Static Compilation Analysis for Host-Accelerator Communication Optimization
---------------------------------------------------------------------------


This graph shows our results on 20 benchmarks from Polybench suite, 3 from
Rodinia, and the application Stars-PM. Measurements were performed on a
machine with 2 Xeon Westmere X5670 (12 cores at 2.93 GHz) and a nvidia
GPU Tesla C2050.

.. image:: images/benchmarks/speedup-part1.jpg
   :width: 100%

The OpenMP versions used for the experiments are generated automatically
by the parallelizer and are not manually optimized.

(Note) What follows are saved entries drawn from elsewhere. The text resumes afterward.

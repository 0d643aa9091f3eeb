use std::path::{Path, PathBuf};

use secrecy::SecretString;
use serde::Deserialize;
use url::Url;

use crate::cli::Cli;
use crate::error::{Error, Result};

pub const DEFAULT_API_URL: &str = "https://api.github.com";

const ENV_REPOSITORY: &str = "GITHUB_REPOSITORY";
const ENV_EVENT_PATH: &str = "GITHUB_EVENT_PATH";
const ENV_EVENT_NAME: &str = "GITHUB_EVENT_NAME";
const ENV_API_URL: &str = "GITHUB_API_URL";
const ENV_TOKEN: &str = "INPUT_TOKEN";
const ENV_FALLBACK_TOKEN: &str = "GITHUB_TOKEN";
const ENV_REVIEWERS: &str = "INPUT_REVIEWERS";
const ENV_REQUEST_REVIEW_TRIGGER: &str = "INPUT_REQUEST_REVIEW_TRIGGER";
const ENV_REQUEST_UPDATE_TRIGGER: &str = "INPUT_REQUEST_UPDATE_TRIGGER";
const ENV_AWAITING_UPDATE_LABEL: &str = "INPUT_AWAITING_UPDATE_LABEL";
const ENV_AWAITING_REVIEW_LABEL: &str = "INPUT_AWAITING_REVIEW_LABEL";
const ENV_DRY_RUN: &str = "INPUT_DRY_RUN";

/// Optional TOML file. The token is never read from it.
#[derive(Debug, Clone, Deserialize, Default, PartialEq)]
#[serde(deny_unknown_fields)]
pub struct ConfigFile {
    pub reviewers: Option<Vec<String>>,
    pub request_review_trigger: Option<String>,
    pub request_update_trigger: Option<String>,
    pub awaiting_update_label: Option<String>,
    pub awaiting_review_label: Option<String>,
    pub api_url: Option<String>,
    pub dry_run: Option<bool>,
}

/// The part of the settings the decision logic depends on.
#[derive(Debug, Clone, PartialEq, Eq)]
pub struct Rules {
    pub reviewers: Vec<String>,
    pub request_review_trigger: String,
    pub request_update_trigger: String,
    pub awaiting_update_label: String,
    pub awaiting_review_label: String,
}

impl Rules {
    pub fn is_reviewer(&self, login: &str) -> bool {
        self.reviewers.iter().any(|r| r == login)
    }

    /// Reviewers quoted and comma-joined, in configured order.
    pub fn show_reviewers(&self) -> String {
        self.reviewers
            .iter()
            .map(|r| format!("\"{r}\""))
            .collect::<Vec<_>>()
            .join(", ")
    }
}

#[derive(Debug)]
pub struct Settings {
    pub repository: String,
    pub event_path: PathBuf,
    pub event_name: Option<String>,
    pub token: SecretString,
    pub api_url: Url,
    pub dry_run: bool,
    pub rules: Rules,
}

impl Settings {
    /// Resolve settings from CLI flags, the process environment and the
    /// optional config file, in that order of precedence.
    pub fn load(cli: &Cli) -> Result<Self> {
        let file = match &cli.config {
            Some(path) => read_config_file(Path::new(path))?,
            None => ConfigFile::default(),
        };
        resolve(cli, file, |key| std::env::var(key).ok())
    }
}

pub fn read_config_file(path: &Path) -> Result<ConfigFile> {
    if !path.exists() {
        return Err(Error::ConfigNotFound(path.to_path_buf()));
    }
    let content = std::fs::read_to_string(path)?;
    parse_config(&content)
}

pub fn parse_config(content: &str) -> Result<ConfigFile> {
    Ok(toml::from_str(content)?)
}

/// Merge the three sources. `env` looks up a variable by name.
pub fn resolve<E>(cli: &Cli, file: ConfigFile, env: E) -> Result<Settings>
where
    E: Fn(&str) -> Option<String>,
{
    let present = |key: &str| env(key).filter(|v| !v.trim().is_empty());

    let repository = required(
        "repository",
        "--repository or GITHUB_REPOSITORY",
        cli.repository.clone().or_else(|| present(ENV_REPOSITORY)),
    )?;
    validate_repository(&repository)?;

    let event_path = required(
        "event path",
        "--event-path or GITHUB_EVENT_PATH",
        cli.event_path.clone().or_else(|| present(ENV_EVENT_PATH)),
    )?;
    let event_name = cli.event_name.clone().or_else(|| present(ENV_EVENT_NAME));

    let token = required(
        "token",
        "INPUT_TOKEN or GITHUB_TOKEN",
        present(ENV_TOKEN).or_else(|| present(ENV_FALLBACK_TOKEN)),
    )?;

    // An explicitly empty list from the CLI or the file means "no reviewers";
    // a blank variable is an unset Actions input and falls through.
    let reviewers = if let Some(raw) = cli.reviewers.as_deref() {
        parse_reviewers(raw)
    } else if let Some(raw) = present(ENV_REVIEWERS) {
        parse_reviewers(&raw)
    } else if let Some(list) = &file.reviewers {
        normalize_reviewers(list.iter().map(String::as_str))
    } else {
        return Err(missing("reviewers", &hint("reviewers", ENV_REVIEWERS)));
    };

    let request_review_trigger = phrase(
        "request_review_trigger",
        ENV_REQUEST_REVIEW_TRIGGER,
        cli.request_review_trigger
            .clone()
            .or_else(|| present(ENV_REQUEST_REVIEW_TRIGGER))
            .or(file.request_review_trigger),
    )?;
    let request_update_trigger = phrase(
        "request_update_trigger",
        ENV_REQUEST_UPDATE_TRIGGER,
        cli.request_update_trigger
            .clone()
            .or_else(|| present(ENV_REQUEST_UPDATE_TRIGGER))
            .or(file.request_update_trigger),
    )?;
    let awaiting_update_label = phrase(
        "awaiting_update_label",
        ENV_AWAITING_UPDATE_LABEL,
        cli.awaiting_update_label
            .clone()
            .or_else(|| present(ENV_AWAITING_UPDATE_LABEL))
            .or(file.awaiting_update_label),
    )?;
    let awaiting_review_label = phrase(
        "awaiting_review_label",
        ENV_AWAITING_REVIEW_LABEL,
        cli.awaiting_review_label
            .clone()
            .or_else(|| present(ENV_AWAITING_REVIEW_LABEL))
            .or(file.awaiting_review_label),
    )?;
    if awaiting_update_label == awaiting_review_label {
        return Err(Error::ConfigValidation(format!(
            "awaiting_update_label and awaiting_review_label must differ (both are \"{awaiting_update_label}\")"
        )));
    }

    let api_url = parse_api_url(
        &cli.api_url
            .clone()
            .or_else(|| present(ENV_API_URL))
            .or(file.api_url)
            .unwrap_or_else(|| DEFAULT_API_URL.to_string()),
    )?;

    let dry_run = cli.dry_run
        || match present(ENV_DRY_RUN) {
            Some(raw) => parse_bool(ENV_DRY_RUN, &raw)?,
            None => file.dry_run.unwrap_or(false),
        };

    Ok(Settings {
        repository,
        event_path: PathBuf::from(event_path),
        event_name,
        token: SecretString::from(token),
        api_url,
        dry_run,
        rules: Rules {
            reviewers,
            request_review_trigger,
            request_update_trigger,
            awaiting_update_label,
            awaiting_review_label,
        },
    })
}

/// Split a comma-separated login list.
pub fn parse_reviewers(raw: &str) -> Vec<String> {
    normalize_reviewers(raw.split(','))
}

/// Trim, drop empty entries and repeated logins, keeping first-seen order.
fn normalize_reviewers<'a>(logins: impl IntoIterator<Item = &'a str>) -> Vec<String> {
    let mut reviewers: Vec<String> = Vec::new();
    for login in logins.into_iter().map(str::trim) {
        if !login.is_empty() && !reviewers.iter().any(|r| r == login) {
            reviewers.push(login.to_string());
        }
    }
    reviewers
}

fn hint(key: &str, env_key: &str) -> String {
    format!(
        "--{}, {env_key} or `{key}` in the config file",
        key.replace('_', "-")
    )
}

fn missing(name: &str, hint: &str) -> Error {
    Error::ConfigValidation(format!("missing required setting: {name} (set {hint})"))
}

fn required(name: &str, hint: &str, value: Option<String>) -> Result<String> {
    value.ok_or_else(|| missing(name, hint))
}

/// Trigger phrases and label names are compared lower-cased.
fn phrase(key: &str, env_key: &str, value: Option<String>) -> Result<String> {
    let value = required(key, &hint(key, env_key), value)?;
    let value = value.trim().to_lowercase();
    if value.is_empty() {
        return Err(Error::ConfigValidation(format!("{key} must not be empty")));
    }
    Ok(value)
}

fn validate_repository(repository: &str) -> Result<()> {
    match repository.split_once('/') {
        Some((owner, name)) if !owner.is_empty() && !name.is_empty() && !name.contains('/') => {
            Ok(())
        }
        _ => Err(Error::ConfigValidation(format!(
            "repository must be owner/name, got \"{repository}\""
        ))),
    }
}

fn parse_api_url(raw: &str) -> Result<Url> {
    let url = Url::parse(raw)
        .map_err(|e| Error::ConfigValidation(format!("invalid api_url \"{raw}\": {e}")))?;
    if url.cannot_be_a_base() {
        return Err(Error::ConfigValidation(format!(
            "invalid api_url \"{raw}\": not a base URL"
        )));
    }
    Ok(url)
}

fn parse_bool(key: &str, raw: &str) -> Result<bool> {
    match raw.trim().to_lowercase().as_str() {
        "true" | "1" | "yes" => Ok(true),
        "false" | "0" | "no" => Ok(false),
        other => Err(Error::ConfigValidation(format!(
            "{key} must be a boolean, got \"{other}\""
        ))),
    }
}
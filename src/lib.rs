pub mod bot;
pub mod cli;
pub mod config;
pub mod error;
pub mod event;
pub mod github;
pub mod handle;
pub mod matcher;
pub mod outcome;
pub mod policy;
pub mod reconcile;
pub mod test_helpers;
pub mod trigger;
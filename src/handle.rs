use std::collections::BTreeSet;

use tracing::info;

use crate::error::Result;

/// Reaction content accepted by the GitHub reactions API.
#[derive(Debug, Clone, Copy, PartialEq, Eq)]
pub enum Reaction {
    PlusOne,
}

impl Reaction {
    pub fn as_str(&self) -> &'static str {
        match self {
            Reaction::PlusOne => "+1",
        }
    }
}

/// Mutations available on a single pull request.
///
/// Adding something already present and removing an assignee that is not
/// assigned must both succeed. `remove_label` is only called for labels
/// confirmed present by a preceding `list_labels`.
pub trait PullRequestHandle {
    fn list_labels(&self) -> Result<BTreeSet<String>>;

    fn add_label(&self, name: &str) -> Result<()>;

    fn remove_label(&self, name: &str) -> Result<()>;

    fn add_assignees(&self, logins: &[String]) -> Result<()>;

    /// Must accept an empty list.
    fn remove_assignees(&self, logins: &[String]) -> Result<()>;

    fn react_to_comment(&self, comment_id: u64, reaction: Reaction) -> Result<()>;
}

impl<H: PullRequestHandle + ?Sized> PullRequestHandle for &H {
    fn list_labels(&self) -> Result<BTreeSet<String>> {
        (**self).list_labels()
    }

    fn add_label(&self, name: &str) -> Result<()> {
        (**self).add_label(name)
    }

    fn remove_label(&self, name: &str) -> Result<()> {
        (**self).remove_label(name)
    }

    fn add_assignees(&self, logins: &[String]) -> Result<()> {
        (**self).add_assignees(logins)
    }

    fn remove_assignees(&self, logins: &[String]) -> Result<()> {
        (**self).remove_assignees(logins)
    }

    fn react_to_comment(&self, comment_id: u64, reaction: Reaction) -> Result<()> {
        (**self).react_to_comment(comment_id, reaction)
    }
}

/// Reads pass through; mutations are logged and skipped.
pub struct DryRun<H> {
    inner: H,
}

impl<H: PullRequestHandle> DryRun<H> {
    pub fn new(inner: H) -> Self {
        Self { inner }
    }
}

impl<H: PullRequestHandle> PullRequestHandle for DryRun<H> {
    fn list_labels(&self) -> Result<BTreeSet<String>> {
        self.inner.list_labels()
    }

    fn add_label(&self, name: &str) -> Result<()> {
        info!(label = name, "dry run: would add label");
        Ok(())
    }

    fn remove_label(&self, name: &str) -> Result<()> {
        info!(label = name, "dry run: would remove label");
        Ok(())
    }

    fn add_assignees(&self, logins: &[String]) -> Result<()> {
        info!(?logins, "dry run: would add assignees");
        Ok(())
    }

    fn remove_assignees(&self, logins: &[String]) -> Result<()> {
        info!(?logins, "dry run: would remove assignees");
        Ok(())
    }

    fn react_to_comment(&self, comment_id: u64, reaction: Reaction) -> Result<()> {
        info!(
            comment_id,
            reaction = reaction.as_str(),
            "dry run: would react to comment"
        );
        Ok(())
    }
}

.. image:: images/benchmarks/speedup-part2.jpg
   :width: 100%

For more details:

- refer to the `publication « Static Compilation Analysis for
  Host-Accelerator Communication Optimization. »`

- Polybench : http://sourceforge.net/projects/polybench

- Rodinia : http://lava.cs.virginia.edu/wiki/rodinia


Hyantes
-------

Hyantes is a library to compute neighbourhood population potential with
scale control. It is developed by the MESCAL team from the Laboratoire
Informatique de Grenoble (France), as a part of HyperCarte project. The
HyperCarte project aims to develop new methods for the cartographic
representation of human distributions (population density, population
increase, etc.) with various smoothing functions and opportunities for
time-scale animations of maps. Hyantes provides one of the smoothing
methods related to multiscalar neighbourhood density estimation. It is a C
library that takes sets of geographic data as inputs and computes a
smoothed representation of this data taking account of neighbourhood’s
influence.

For more information: http://hyantes.gforge.inria.fr


Results
.......

We measure the wall-clock time that includes startup time, data load time
and output write time, that is the real time understood by users. By
measuring kernel time only, speed-up would be better but less
representative of the real application (Amdahl…).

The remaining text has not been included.